Penemu pod tersebut, Philip Nitschke, mengatakan kepada BBC News bahwa Dr Willet meninggal karena bunuh diri berbantuan di Jerman.

Dalam pernyataan terpisah, Mr Nitschke menyebutkan bahwa Dr Willet mengalami trauma psikologis setelah penangkapannya dan penahanannya terkait kematian di Swiss.

“Pada bulan-bulan terakhir hidupnya, Dr Florian Willet menanggung lebih dari yang seharusnya,” katanya.
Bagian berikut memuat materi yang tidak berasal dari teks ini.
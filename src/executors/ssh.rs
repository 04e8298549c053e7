//! Remote execution engine over ssh2
//!
//! Commands run on an exec channel of an already authenticated [`Session`].
//! The session is switched to non-blocking mode while the command runs so the
//! worker can poll output, watch the deadline and react to prompts from a
//! single loop.
//!
//! # Privileged execution
//!
//! Privileged commands run as `env LANG=C su - root -c '<cmd>'` on a pty with
//! local echo disabled. The output is watched for a password prompt
//! (`Password`, or the localized `密码`); on first sight the privileged
//! password is written to the channel exactly once. Prompt lines are removed
//! from the returned output.
//!
//! The watcher assumes the prompt is the first output containing the needle.
//! A command that prints "Password" before `su` asks for one gets the password
//! injected into its own input instead.
//!
//! # Deadlines
//!
//! When the deadline passes the command is interrupted (Ctrl-C through the pty
//! for privileged runs, EOF and close otherwise), output is drained for a short
//! grace period and a `Timeout` error is returned with whatever was captured.

use crate::error::GossError;
use crate::executors::{truncate_output_bytes, CommandOutput};
use crate::models::MAX_OUTPUT_SIZE;
use ssh2::{Channel, PtyModeOpcode, PtyModes, Session, Stream};
use std::io::{self, Read, Write};
use std::time::{Duration, Instant};
use tracing::{debug, warn};

/// Sleep between polls when the channel has nothing to read
pub const POLL_INTERVAL: Duration = Duration::from_millis(10);

/// Time granted to an interrupted command to flush its output
pub const TERMINATION_GRACE: Duration = Duration::from_millis(100);

/// Upper bound for collecting the exit status after EOF
const CLOSE_TIMEOUT: Duration = Duration::from_secs(2);

const PROMPT_NEEDLES: [&str; 2] = ["Password", "密码"];
const CTRL_C: &[u8] = &[0x03];

/// Minimal view of a running command's channel
pub(crate) trait ExecChannel {
    /// Read merged stdout/stderr. `Ok(0)` means EOF; `WouldBlock` means no
    /// data right now.
    fn read_output(&mut self, buf: &mut [u8]) -> io::Result<usize>;

    fn write_input(&mut self, data: &[u8]) -> io::Result<()>;

    /// Best-effort request to stop the command
    fn interrupt(&mut self);

    /// Wait for the channel to close and return the exit status
    fn finish(&mut self, limit: Duration) -> io::Result<i32>;

    /// Tear the channel down without waiting
    fn abort(&mut self);
}

#[derive(Debug)]
pub(crate) enum RunStatus {
    Exited(i32),
    TimedOut,
    Failed(io::Error),
}

#[derive(Debug)]
pub(crate) struct ChannelRun {
    pub output: Vec<u8>,
    pub truncated: bool,
    pub status: RunStatus,
}

struct Capture {
    data: Vec<u8>,
    truncated: bool,
}

impl Capture {
    fn new() -> Self {
        Self {
            data: Vec::new(),
            truncated: false,
        }
    }

    fn push(&mut self, chunk: &[u8]) {
        let room = MAX_OUTPUT_SIZE.saturating_sub(self.data.len());
        if chunk.len() > room {
            self.truncated = true;
        }
        self.data.extend_from_slice(&chunk[..chunk.len().min(room)]);
    }
}

fn find_subslice(haystack: &[u8], needle: &[u8]) -> bool {
    haystack.windows(needle.len()).any(|w| w == needle)
}

/// Search for a prompt needle, starting a little before `from` so a needle
/// split across two reads is still found.
fn contains_prompt(data: &[u8], from: usize) -> bool {
    PROMPT_NEEDLES.iter().any(|needle| {
        let start = from.saturating_sub(needle.len());
        find_subslice(&data[start..], needle.as_bytes())
    })
}

/// Run a started command to completion or deadline
///
/// With `password` set, the first prompt seen in the output is answered with
/// it once.
pub(crate) fn drive_channel(
    channel: &mut dyn ExecChannel,
    timeout: Duration,
    password: Option<&str>,
) -> ChannelRun {
    let started = Instant::now();
    let mut capture = Capture::new();
    let mut buf = [0u8; 8192];
    let mut scanned = 0usize;
    let mut injected = password.is_none();

    loop {
        if started.elapsed() >= timeout {
            channel.interrupt();
            drain(channel, &mut capture, &mut buf, TERMINATION_GRACE);
            channel.abort();
            return ChannelRun {
                output: capture.data,
                truncated: capture.truncated,
                status: RunStatus::TimedOut,
            };
        }

        match channel.read_output(&mut buf) {
            Ok(0) => break,
            Ok(n) => {
                capture.push(&buf[..n]);
                if !injected && contains_prompt(&capture.data, scanned) {
                    debug!("Password prompt detected, sending credentials");
                    let mut answer = password.unwrap_or_default().as_bytes().to_vec();
                    answer.push(b'\n');
                    if let Err(e) = channel.write_input(&answer) {
                        channel.abort();
                        return ChannelRun {
                            output: capture.data,
                            truncated: capture.truncated,
                            status: RunStatus::Failed(e),
                        };
                    }
                    injected = true;
                }
                scanned = capture.data.len();
            }
            Err(e) if e.kind() == io::ErrorKind::WouldBlock => std::thread::sleep(POLL_INTERVAL),
            Err(e) if e.kind() == io::ErrorKind::Interrupted => {}
            Err(e) => {
                channel.abort();
                return ChannelRun {
                    output: capture.data,
                    truncated: capture.truncated,
                    status: RunStatus::Failed(e),
                };
            }
        }
    }

    let status = match channel.finish(CLOSE_TIMEOUT) {
        Ok(code) => RunStatus::Exited(code),
        Err(e) => RunStatus::Failed(e),
    };
    ChannelRun {
        output: capture.data,
        truncated: capture.truncated,
        status,
    }
}

fn drain(channel: &mut dyn ExecChannel, capture: &mut Capture, buf: &mut [u8], grace: Duration) {
    let until = Instant::now() + grace;
    while Instant::now() < until {
        match channel.read_output(buf) {
            Ok(0) => return,
            Ok(n) => capture.push(&buf[..n]),
            Err(e) if e.kind() == io::ErrorKind::WouldBlock => std::thread::sleep(POLL_INTERVAL),
            Err(e) if e.kind() == io::ErrorKind::Interrupted => {}
            Err(_) => return,
        }
    }
}

/// Remove every line that carries a password prompt
pub fn strip_password_prompts(output: &str) -> String {
    output
        .split_inclusive('\n')
        .filter(|line| !PROMPT_NEEDLES.iter().any(|needle| line.contains(needle)))
        .collect()
}

/// Wrap `command` for execution as root through `su`
pub fn privileged_wrapper(command: &str) -> String {
    format!("env LANG=C su - root -c '{}'", command.replace('\'', "'\\''"))
}

fn would_block(err: &ssh2::Error) -> bool {
    matches!(err.code(), ssh2::ErrorCode::Session(-37))
}

/// `LIBSSH2_ERROR_TIMEOUT`, raised when a blocking call outlives the session timeout
pub(crate) fn is_timeout(err: &ssh2::Error) -> bool {
    matches!(err.code(), ssh2::ErrorCode::Session(-9))
}

/// Session timeout in milliseconds for a deadline; never 0, which libssh2
/// reads as "wait forever"
pub(crate) fn session_timeout_ms(timeout: Duration) -> u32 {
    timeout.as_millis().clamp(1, u32::MAX as u128) as u32
}

/// ssh2 exec channel adapter
struct SshChannel {
    channel: Channel,
    stderr: Stream,
    pty: bool,
}

impl ExecChannel for SshChannel {
    fn read_output(&mut self, buf: &mut [u8]) -> io::Result<usize> {
        match self.channel.read(buf) {
            Ok(n) if n > 0 => return Ok(n),
            Ok(_) => {}
            Err(e) if e.kind() == io::ErrorKind::WouldBlock => {}
            Err(e) => return Err(e),
        }
        match self.stderr.read(buf) {
            Ok(n) if n > 0 => return Ok(n),
            Ok(_) => {}
            Err(e) if e.kind() == io::ErrorKind::WouldBlock => {}
            Err(e) => return Err(e),
        }
        if self.channel.eof() {
            Ok(0)
        } else {
            Err(io::ErrorKind::WouldBlock.into())
        }
    }

    fn write_input(&mut self, data: &[u8]) -> io::Result<()> {
        let deadline = Instant::now() + CLOSE_TIMEOUT;
        let mut written = 0;
        while written < data.len() {
            match self.channel.write(&data[written..]) {
                Ok(n) => written += n,
                Err(e) if e.kind() == io::ErrorKind::WouldBlock && Instant::now() < deadline => {
                    std::thread::sleep(POLL_INTERVAL)
                }
                Err(e) => return Err(e),
            }
        }
        let _ = self.channel.flush();
        Ok(())
    }

    fn interrupt(&mut self) {
        if self.pty {
            let _ = self.channel.write(CTRL_C);
        } else {
            let _ = self.channel.send_eof();
            let _ = self.channel.close();
        }
    }

    fn finish(&mut self, limit: Duration) -> io::Result<i32> {
        let deadline = Instant::now() + limit;
        loop {
            match self.channel.wait_close() {
                Ok(()) => break,
                Err(e) if would_block(&e) && Instant::now() < deadline => {
                    std::thread::sleep(POLL_INTERVAL)
                }
                // Exit status may already be known even if close did not complete
                Err(e) if would_block(&e) => break,
                Err(e) => return Err(e.into()),
            }
        }
        self.channel.exit_status().map_err(io::Error::from)
    }

    fn abort(&mut self) {
        let _ = self.channel.close();
    }
}

fn open_channel(session: &Session, command: &str, pty: bool) -> Result<Channel, ssh2::Error> {
    let mut channel = session.channel_session()?;
    if pty {
        let mut modes = PtyModes::new();
        modes.set_boolean(PtyModeOpcode::ECHO, false);
        modes.set_u32(PtyModeOpcode::TTY_OP_ISPEED, 14400);
        modes.set_u32(PtyModeOpcode::TTY_OP_OSPEED, 14400);
        channel.request_pty("linux", Some(modes), Some((80, 24, 0, 0)))?;
        // Servers commonly refuse setenv; the wrapper sets LANG itself.
        if let Err(e) = channel.setenv("LANG", "C") {
            debug!("setenv LANG refused: {}", e);
        }
    }
    channel.exec(command)?;
    Ok(channel)
}

fn run(
    session: &Session,
    command: &str,
    target: &str,
    timeout: Duration,
    password: Option<&str>,
) -> CommandOutput {
    let started = Instant::now();
    let privileged = password.is_some();
    let operation = if privileged {
        "execute_privileged"
    } else {
        "execute_command"
    };
    let remote_command = if privileged {
        privileged_wrapper(command)
    } else {
        command.to_string()
    };

    // Opening the channel blocks, so it is bounded by the same deadline
    session.set_blocking(true);
    session.set_timeout(session_timeout_ms(timeout));
    let opened = open_channel(session, &remote_command, privileged);
    session.set_timeout(0);
    let channel = match opened {
        Ok(channel) => channel,
        Err(e) if is_timeout(&e) => {
            return CommandOutput::failure(
                String::new(),
                GossError::timeout(operation, target)
                    .with_detail("timeout_secs", timeout.as_secs())
                    .with_detail("stage", "open_channel")
                    .with_source(e),
                started.elapsed(),
            )
        }
        Err(e) => {
            return CommandOutput::failure(
                String::new(),
                GossError::execution(operation, target, "failed to start command on session")
                    .with_source(e),
                started.elapsed(),
            )
        }
    };

    let stderr = channel.stderr();
    let mut exec = SshChannel {
        channel,
        stderr,
        pty: privileged,
    };
    session.set_blocking(false);
    let run = drive_channel(&mut exec, timeout.saturating_sub(started.elapsed()), password);
    drop(exec);
    session.set_blocking(true);

    let (mut output, cut) = truncate_output_bytes(&run.output);
    if run.truncated || cut {
        warn!(
            "Output of '{}' on {} truncated to {} bytes",
            command, target, MAX_OUTPUT_SIZE
        );
    }
    if privileged {
        output = strip_password_prompts(&output);
    }
    let duration = started.elapsed();

    match run.status {
        RunStatus::Exited(0) => CommandOutput::success(output, duration),
        RunStatus::Exited(code) => CommandOutput::failure(
            output,
            GossError::execution(operation, target, format!("command exited with status {}", code))
                .with_detail("exit_code", code)
                .with_detail("command", command),
            duration,
        ),
        RunStatus::TimedOut => CommandOutput::failure(
            output,
            GossError::timeout(operation, target)
                .with_detail("timeout_secs", timeout.as_secs())
                .with_detail("command", command),
            duration,
        ),
        RunStatus::Failed(e) => CommandOutput::failure(
            output,
            GossError::execution(operation, target, "command execution failed").with_source(e),
            duration,
        ),
    }
}

/// Run `command` and capture combined stdout/stderr (blocking)
pub fn run_plain(session: &Session, command: &str, target: &str, timeout: Duration) -> CommandOutput {
    debug!("Executing on {}: {}", target, command);
    run(session, command, target, timeout, None)
}

/// Run `command` as root, answering the password prompt (blocking)
pub fn run_privileged(
    session: &Session,
    command: &str,
    sudo_password: &str,
    target: &str,
    timeout: Duration,
) -> CommandOutput {
    debug!("Executing privileged on {}: {}", target, command);
    run(session, command, target, timeout, Some(sudo_password))
}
The Last Resort—organisasi kematian berbantuan yang didirkan Dr Willet untuk memfasilitasi penggunaan pod—mengatakan bahwa penangkapannya membuatnya “hancur”.

Aktivis itu ditahan selama 70 hari sebelum persidangan sementara polisi menyelidiki apakah dia sengaja membunuh wanita itu—tuduhan yang tidak pernah dibuktikan.

Sebelum kematiannya pada 5 Mei, Dr Willet terjatuh dari jendela lantai tiga, kata kelompok tersebut, sehingga memerlukan operasi dan harus “dirawat oleh tim psikiatri penuh”.

Meskipun kematian berbantuan dilindungi secara hukum dalam beberapa kasus di Swiss, praktik ini sangat diatur, dan pod tersebut menghadapi penolakan.

Pendukung mengatakan perangkat buatan Sarco ini memberikan opsi bunuh diri berbantuan yang tidak bergantung pada obat atau dokter, sehingga memperluas akses.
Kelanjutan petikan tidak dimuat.